> [Directions for this task]: Examine the material below. Gather every line in which the string "importer" appears.

> [Dataset entries]:
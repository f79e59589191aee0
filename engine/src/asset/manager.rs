//! The asset registry: handle to metadata, with a cache of imported assets

use crate::asset::importer::{self, Asset};
use crate::asset::types::{AssetHandle, AssetMetaData, AssetType};
use crate::graphics::{MeshLoadError, TextureError};
use crate::io::SceneError;
use serde::{Deserialize, Serialize};
use std::collections::{BTreeMap, HashMap};
use std::fs;
use std::path::{Component, Path, PathBuf};
use thiserror::Error;
use tracing::{debug, error, info, warn};

#[derive(Debug, Error)]
pub enum AssetError {
    #[error("IO error: {0}")]
    Io(#[from] std::io::Error),

    #[error("JSON error: {0}")]
    Json(#[from] serde_json::Error),

    #[error("Scene error: {0}")]
    Scene(#[from] SceneError),

    #[error("Texture error: {0}")]
    Texture(#[from] TextureError),

    #[error("Mesh error: {0}")]
    Mesh(#[from] MeshLoadError),

    #[error("Path is outside the asset directory: {0}")]
    OutsideAssetRoot(PathBuf),
}

#[derive(Serialize, Deserialize)]
struct RegistryDocument {
    #[serde(rename = "AssetRegistry")]
    registry: RegistryBody,
}

#[derive(Serialize, Deserialize)]
struct RegistryBody {
    #[serde(rename = "Assets", default)]
    assets: Vec<RegistryEntry>,
}

#[derive(Serialize, Deserialize)]
struct RegistryEntry {
    #[serde(rename = "Handle")]
    handle: AssetHandle,
    #[serde(rename = "Type")]
    asset_type: AssetType,
    #[serde(rename = "Filepath")]
    filepath: String,
}

/// Registry of every asset known to a project
pub struct AssetManager {
    asset_root: PathBuf,
    registry: BTreeMap<AssetHandle, AssetMetaData>,
    loaded: HashMap<AssetHandle, Asset>,
}

impl AssetManager {
    pub fn new(asset_root: impl Into<PathBuf>) -> Self {
        Self {
            asset_root: asset_root.into(),
            registry: BTreeMap::new(),
            loaded: HashMap::new(),
        }
    }

    pub fn asset_root(&self) -> &Path {
        &self.asset_root
    }

    pub fn len(&self) -> usize {
        self.registry.len()
    }

    pub fn is_empty(&self) -> bool {
        self.registry.is_empty()
    }

    pub fn iter(&self) -> impl Iterator<Item = (&AssetHandle, &AssetMetaData)> {
        self.registry.iter()
    }

    /// Register a file and return its handle.
    ///
    /// Returns `Uuid::NIL` when the extension is unknown or the path points
    /// outside the asset directory. A path that is already registered keeps
    /// its existing handle.
    pub fn import_asset(&mut self, filepath: impl AsRef<Path>) -> AssetHandle {
        let filepath = filepath.as_ref();
        let Some(relative) = self.relative_path(filepath) else {
            error!(path = ?filepath, root = ?self.asset_root, "Asset path is outside the asset directory");
            return AssetHandle::NIL;
        };

        let asset_type = AssetType::from_path(&relative);
        if !asset_type.is_valid() {
            error!(path = ?relative, "No asset type registered for file extension");
            return AssetHandle::NIL;
        }

        if let Some(handle) = self.find_handle(&relative) {
            debug!(path = ?relative, handle = %handle, "Asset already registered");
            return handle;
        }

        let handle = AssetHandle::new();
        info!(path = ?relative, handle = %handle, asset_type = %asset_type, "Imported asset");
        self.registry.insert(
            handle,
            AssetMetaData {
                asset_type,
                filepath: relative,
            },
        );
        handle
    }

    pub fn find_handle(&self, filepath: &Path) -> Option<AssetHandle> {
        let relative = self.relative_path(filepath)?;
        self.registry
            .iter()
            .find(|(_, metadata)| metadata.filepath == relative)
            .map(|(handle, _)| *handle)
    }

    pub fn metadata(&self, handle: AssetHandle) -> Option<&AssetMetaData> {
        self.registry.get(&handle)
    }

    pub fn is_asset_handle_valid(&self, handle: AssetHandle) -> bool {
        !handle.is_nil() && self.registry.contains_key(&handle)
    }

    /// Absolute location of the file behind `handle`
    pub fn file_path(&self, handle: AssetHandle) -> Option<PathBuf> {
        self.metadata(handle)
            .map(|metadata| self.asset_root.join(&metadata.filepath))
    }

    /// Resolve `handle` to its loaded asset, importing it on first use.
    ///
    /// Unknown handles, types without an importer and failed imports all
    /// yield `None`.
    pub fn get_asset(&mut self, handle: AssetHandle) -> Option<Asset> {
        if let Some(asset) = self.loaded.get(&handle) {
            return Some(asset.clone());
        }

        let Some(metadata) = self.registry.get(&handle) else {
            warn!(handle = %handle, "Unknown asset handle");
            return None;
        };

        match importer::import(metadata, &self.asset_root) {
            Ok(Some(asset)) => {
                self.loaded.insert(handle, asset.clone());
                Some(asset)
            }
            Ok(None) => {
                debug!(handle = %handle, asset_type = %metadata.asset_type, "No importer for asset type");
                None
            }
            Err(e) => {
                error!(handle = %handle, path = ?metadata.filepath, error = %e, "Failed to import asset");
                None
            }
        }
    }

    pub fn is_asset_loaded(&self, handle: AssetHandle) -> bool {
        self.loaded.contains_key(&handle)
    }

    /// Drop the cached copy so the next `get_asset` reads the file again
    pub fn unload_asset(&mut self, handle: AssetHandle) -> bool {
        self.loaded.remove(&handle).is_some()
    }

    pub fn remove_asset(&mut self, handle: AssetHandle) -> Option<AssetMetaData> {
        self.loaded.remove(&handle);
        self.registry.remove(&handle)
    }

    /// Remove and return every entry whose file no longer exists
    pub fn validate_asset_registry(&mut self) -> Vec<(AssetHandle, AssetMetaData)> {
        let missing: Vec<AssetHandle> = self
            .registry
            .iter()
            .filter(|(_, metadata)| !self.asset_root.join(&metadata.filepath).exists())
            .map(|(handle, _)| *handle)
            .collect();

        let removed: Vec<(AssetHandle, AssetMetaData)> = missing
            .into_iter()
            .filter_map(|handle| self.remove_asset(handle).map(|metadata| (handle, metadata)))
            .collect();

        for (handle, metadata) in &removed {
            warn!(handle = %handle, path = ?metadata.filepath, "Asset file missing, removed from registry");
        }
        removed
    }

    pub fn save_registry(&self, path: impl AsRef<Path>) -> Result<(), AssetError> {
        let path = path.as_ref();
        let document = RegistryDocument {
            registry: RegistryBody {
                assets: self
                    .registry
                    .iter()
                    .map(|(handle, metadata)| RegistryEntry {
                        handle: *handle,
                        asset_type: metadata.asset_type,
                        filepath: to_portable(&metadata.filepath),
                    })
                    .collect(),
            },
        };

        if let Some(parent) = path.parent() {
            if !parent.as_os_str().is_empty() {
                fs::create_dir_all(parent)?;
            }
        }
        fs::write(path, serde_json::to_string_pretty(&document)?)?;
        info!(path = ?path, asset_count = self.registry.len(), "Saved asset registry");
        Ok(())
    }

    /// Replace the registry with the contents of `path`; returns the entry count
    pub fn load_registry(&mut self, path: impl AsRef<Path>) -> Result<usize, AssetError> {
        let path = path.as_ref();
        let document: RegistryDocument = serde_json::from_str(&fs::read_to_string(path)?)?;

        self.registry.clear();
        self.loaded.clear();
        for entry in document.registry.assets {
            if entry.handle.is_nil() || !entry.asset_type.is_valid() {
                warn!(handle = %entry.handle, path = %entry.filepath, "Skipping invalid registry entry");
                continue;
            }
            let raw: PathBuf = entry.filepath.split('/').collect();
            let Some(filepath) = self.relative_path(&raw) else {
                warn!(handle = %entry.handle, path = %entry.filepath, "Registry entry is outside the asset directory, skipping");
                continue;
            };
            if let Some(existing) = self.find_handle(&filepath) {
                warn!(
                    handle = %entry.handle,
                    existing = %existing,
                    path = %entry.filepath,
                    "Duplicate registry path, skipping"
                );
                continue;
            }
            self.registry.insert(
                entry.handle,
                AssetMetaData {
                    asset_type: entry.asset_type,
                    filepath,
                },
            );
        }

        info!(path = ?path, asset_count = self.registry.len(), "Loaded asset registry");
        Ok(self.registry.len())
    }

    /// Express `path` relative to the asset root; `None` if it escapes the root
    fn relative_path(&self, path: &Path) -> Option<PathBuf> {
        let relative = if path.is_absolute() {
            match path.strip_prefix(&self.asset_root) {
                Ok(relative) => relative.to_path_buf(),
                Err(_) => {
                    let root = self.asset_root.canonicalize().ok()?;
                    let path = path.canonicalize().ok()?;
                    path.strip_prefix(root).ok()?.to_path_buf()
                }
            }
        } else {
            path.to_path_buf()
        };

        let mut normalized = PathBuf::new();
        for component in relative.components() {
            match component {
                Component::Normal(part) => normalized.push(part),
                Component::CurDir => {}
                _ => return None,
            }
        }
        (!normalized.as_os_str().is_empty()).then_some(normalized)
    }
}

fn to_portable(path: &Path) -> String {
    path.components()
        .map(|component| component.as_os_str().to_string_lossy())
        .collect::<Vec<_>>()
        .join("/")
}

#[cfg(test)]
mod tests {
    use super::*;
    use crate::core::uuid::Uuid;
    use tempfile::TempDir;

    #[test]
    fn test_import_dedups_by_path() {
        let mut manager = AssetManager::new("Assets");
        let first = manager.import_asset("Textures/wood.png");
        let second = manager.import_asset("./Textures/wood.png");

        assert!(!first.is_nil());
        assert_eq!(first, second);
        assert_eq!(manager.len(), 1);
    }

    #[test]
    fn test_unknown_extension_returns_nil() {
        let mut manager = AssetManager::new("Assets");
        assert!(manager.import_asset("notes.txt").is_nil());
        assert!(manager.is_empty());
    }

    #[test]
    fn test_absolute_paths_are_relativized() {
        let dir = TempDir::new().unwrap();
        let mut manager = AssetManager::new(dir.path());
        let handle = manager.import_asset(dir.path().join("Scenes").join("Main.ixscene"));

        let metadata = manager.metadata(handle).unwrap();
        assert_eq!(metadata.filepath, Path::new("Scenes").join("Main.ixscene"));
        assert_eq!(metadata.asset_type, AssetType::Scene);
    }

    #[test]
    fn test_paths_outside_root_are_rejected() {
        let dir = TempDir::new().unwrap();
        let mut manager = AssetManager::new(dir.path().join("Assets"));
        assert!(manager.import_asset("../secret.png").is_nil());
        assert!(manager.import_asset(dir.path().join("other.png")).is_nil());
        assert!(manager.is_empty());
    }

    #[test]
    fn test_validate_removes_missing_files() {
        let dir = TempDir::new().unwrap();
        fs::write(dir.path().join("kept.wav"), b"riff").unwrap();

        let mut manager = AssetManager::new(dir.path());
        let kept = manager.import_asset("kept.wav");
        let missing = manager.import_asset("missing.wav");

        let removed = manager.validate_asset_registry();
        assert_eq!(removed.len(), 1);
        assert_eq!(removed[0].0, missing);
        assert!(manager.is_asset_handle_valid(kept));
        assert!(!manager.is_asset_handle_valid(missing));
    }

    #[test]
    fn test_registry_persistence() {
        let dir = TempDir::new().unwrap();
        let mut manager = AssetManager::new(dir.path());
        let texture = manager.import_asset("Textures/Brick/albedo.jpg");
        let scene = manager.import_asset("Scenes/Main.ixscene");

        let registry_path = dir.path().join("AssetRegistry.ixreg");
        manager.save_registry(&registry_path).unwrap();

        let raw: serde_json::Value =
            serde_json::from_str(&fs::read_to_string(&registry_path).unwrap()).unwrap();
        let assets = raw["AssetRegistry"]["Assets"].as_array().unwrap();
        assert_eq!(assets.len(), 2);
        assert!(assets
            .iter()
            .any(|entry| entry["Filepath"] == "Textures/Brick/albedo.jpg"));

        let mut reloaded = AssetManager::new(dir.path());
        assert_eq!(reloaded.load_registry(&registry_path).unwrap(), 2);
        assert_eq!(
            reloaded.metadata(texture).unwrap().asset_type,
            AssetType::Texture
        );
        assert_eq!(reloaded.find_handle(Path::new("Scenes/Main.ixscene")), Some(scene));
    }

    #[test]
    fn test_load_registry_skips_duplicate_and_escaping_paths() {
        let dir = TempDir::new().unwrap();
        let registry_path = dir.path().join("AssetRegistry.ixreg");
        fs::write(
            &registry_path,
            r#"{
                "AssetRegistry": {
                    "Assets": [
                        { "Handle": 11, "Type": "Texture", "Filepath": "a.png" },
                        { "Handle": 22, "Type": "Texture", "Filepath": "a.png" },
                        { "Handle": 33, "Type": "Texture", "Filepath": "../outside.png" }
                    ]
                }
            }"#,
        )
        .unwrap();

        let mut manager = AssetManager::new(dir.path().join("Assets"));
        assert_eq!(manager.load_registry(&registry_path).unwrap(), 1);
        assert_eq!(manager.len(), 1);
        assert_eq!(manager.find_handle(Path::new("a.png")), Some(Uuid::from_raw(11)));
        assert!(!manager.is_asset_handle_valid(Uuid::from_raw(33)));

        assert_eq!(manager.import_asset("a.png"), Uuid::from_raw(11));
        assert_eq!(manager.len(), 1);
    }

    #[test]
    fn test_get_asset_caches_and_tolerates_failures() {
        let dir = TempDir::new().unwrap();
        image::RgbaImage::new(2, 2)
            .save(dir.path().join("icon.png"))
            .unwrap();

        let mut manager = AssetManager::new(dir.path());
        let icon = manager.import_asset("icon.png");
        let broken = manager.import_asset("broken.png");
        let audio = manager.import_asset("music.flac");

        assert!(manager.get_asset(icon).is_some());
        assert!(manager.is_asset_loaded(icon));
        assert!(manager.get_asset(broken).is_none());
        assert!(manager.get_asset(audio).is_none());
        assert!(manager.get_asset(AssetHandle::NIL).is_none());
    }
}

> [Your solution]:
use crate::asset::importer::{self, Asset};
    /// Unknown handles, types without an importer and failed imports all
        match importer::import(metadata, &self.asset_root) {
                debug!(handle = %handle, asset_type = %metadata.asset_type, "No importer for asset type");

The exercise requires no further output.